Sikap Anak Usia 10-12 Tahun terkait dengan Demensia di Kota Yogyakarta
Erlina Septiasari, Dr. Sri Mulyani, S.Kep., Ns., MNg ; Dr. Heru Subekti., S.Kep., Ns., MPH
2026 | Skripsi | ILMU KEPERAWATAN
Latar Belakang: Pemahaman mengenai sikap anak terhadap orang dengan demensia (ODD) masih menjadi penting mengingat demensia dapat terjadi pada berbagai kelompok usia dan memengaruhi interaksi sosial di lingkungan sekitar. Kurangnya pemahaman pada anak berpotensi memunculkan sikap negatif serta rendahnya empati terhadap ODD. Hingga saat ini, penelitian mengenai sikap anak terhadap demensia masih terbatas di Indonesia, sehingga belum tersedia data yang memadai sebagai dasar pengembangan pendidikan yang efektif.
Tujuan Penelitian: Mengetahui gambaran sikap anak terkait dengan demensia di Kota Yogyakarta
Metode Penelitian: Penelitian ini merupakan penelitian kuantitatif dengan rancangan cross-sectional dengan pendekatan school-based. Teknik pengambilan sampel menggunakan accidental sampling pada 405 anak kelas 4 dan 5 pada tiga sekolah dasar negeri di Kota Yogyakarta. Instrumen yang digunakan, yaitu kuesioner The Kids Insight into Dementia Survei (KIDS).

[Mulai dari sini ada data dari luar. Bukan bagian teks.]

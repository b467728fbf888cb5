//! Header manipulation for proxied messages.
//!
//! # Responsibilities
//! - Strip hop-by-hop headers (RFC 9110 §7.6.1) in both directions
//! - Detect protocol upgrade requests
//! - Append X-Forwarded-For and Via, set X-Forwarded-Proto/Host when absent
//!
//! # Design Decisions
//! - Forwarding headers are appended, not overwritten: the first hop's
//!   X-Forwarded-Proto/Host win, later hops only extend the chains
//! - Headers named in `Connection` are treated as hop-by-hop too
//! - Non-UTF-8 values in an existing chain are dropped rather than guessed at

use std::net::IpAddr;

use axum::http::{header, HeaderMap, HeaderName, HeaderValue};

pub const X_FORWARDED_FOR: &str = "x-forwarded-for";
pub const X_FORWARDED_HOST: &str = "x-forwarded-host";
pub const X_FORWARDED_PROTO: &str = "x-forwarded-proto";

const KEEP_ALIVE: &str = "keep-alive";
const PROXY_CONNECTION: &str = "proxy-connection";

/// Lowercased tokens of every `Connection` header value.
pub fn connection_tokens(headers: &HeaderMap) -> Vec<String> {
    headers
        .get_all(header::CONNECTION)
        .iter()
        .filter_map(|v| v.to_str().ok())
        .flat_map(|v| v.split(','))
        .map(|token| token.trim().to_ascii_lowercase())
        .filter(|token| !token.is_empty())
        .collect()
}

/// The requested protocol if this is an upgrade request (`Connection: upgrade`
/// plus an `Upgrade` header), e.g. `websocket`.
pub fn upgrade_protocol(headers: &HeaderMap) -> Option<HeaderValue> {
    if !connection_tokens(headers).iter().any(|t| t == "upgrade") {
        return None;
    }
    headers.get(header::UPGRADE).cloned()
}

/// Remove hop-by-hop headers, including any listed in `Connection`.
pub fn strip_hop_by_hop(headers: &mut HeaderMap) {
    for token in connection_tokens(headers) {
        if let Ok(name) = HeaderName::from_bytes(token.as_bytes()) {
            headers.remove(name);
        }
    }

    for name in [
        header::CONNECTION,
        header::PROXY_AUTHENTICATE,
        header::PROXY_AUTHORIZATION,
        header::TE,
        header::TRAILER,
        header::TRANSFER_ENCODING,
        header::UPGRADE,
    ] {
        headers.remove(name);
    }
    headers.remove(KEEP_ALIVE);
    headers.remove(PROXY_CONNECTION);
}

/// Restore the headers an upgrade handshake needs after stripping.
pub fn set_upgrade(headers: &mut HeaderMap, protocol: HeaderValue) {
    headers.insert(header::CONNECTION, HeaderValue::from_static("upgrade"));
    headers.insert(header::UPGRADE, protocol);
}

/// Add this hop to the forwarding headers. Must run before `Host` is rewritten.
pub fn append_forwarded(headers: &mut HeaderMap, client_ip: Option<IpAddr>, via: &HeaderValue) {
    if let Some(ip) = client_ip {
        append_to_chain(headers, X_FORWARDED_FOR, &ip.to_string());
    }
    if let Ok(via) = via.to_str() {
        append_to_chain(headers, header::VIA.as_str(), via);
    }

    if !headers.contains_key(X_FORWARDED_PROTO) {
        headers.insert(X_FORWARDED_PROTO, HeaderValue::from_static("http"));
    }
    if !headers.contains_key(X_FORWARDED_HOST) {
        if let Some(host) = headers.get(header::HOST).cloned() {
            headers.insert(X_FORWARDED_HOST, host);
        }
    }
}

fn append_to_chain(headers: &mut HeaderMap, name: &'static str, entry: &str) {
    let mut chain: Vec<&str> = headers
        .get_all(name)
        .iter()
        .filter_map(|v| v.to_str().ok())
        .map(str::trim)
        .filter(|v| !v.is_empty())
        .collect();
    chain.push(entry);

    if let Ok(value) = HeaderValue::from_str(&chain.join(", ")) {
        headers.insert(name, value);
    }
}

Hasil: Skor rerata sikap anak berada pada nilai 47,21±6,501, sikap anak positif. Ketiga domain KIDS (Personhood, Stigma, dan Dementia Understanding) menunjukkan hasil yang serupa, yaitu berada dalam rentang yang positif. Sikap anak lebih positif pada situasi yang familiar. Sikap anak terhadap demensia menunjukkan nilai yang lebih tinggi pada kelompok usia 11, responden laki-laki, responden kelas V, dan responden yang sudah terpapar informasi demensia.
Kesimpulan: Sikap anak terhadap demensia menunjukkan sikap yang positif. Sikap anak lebih positif pada situasi yang familiar.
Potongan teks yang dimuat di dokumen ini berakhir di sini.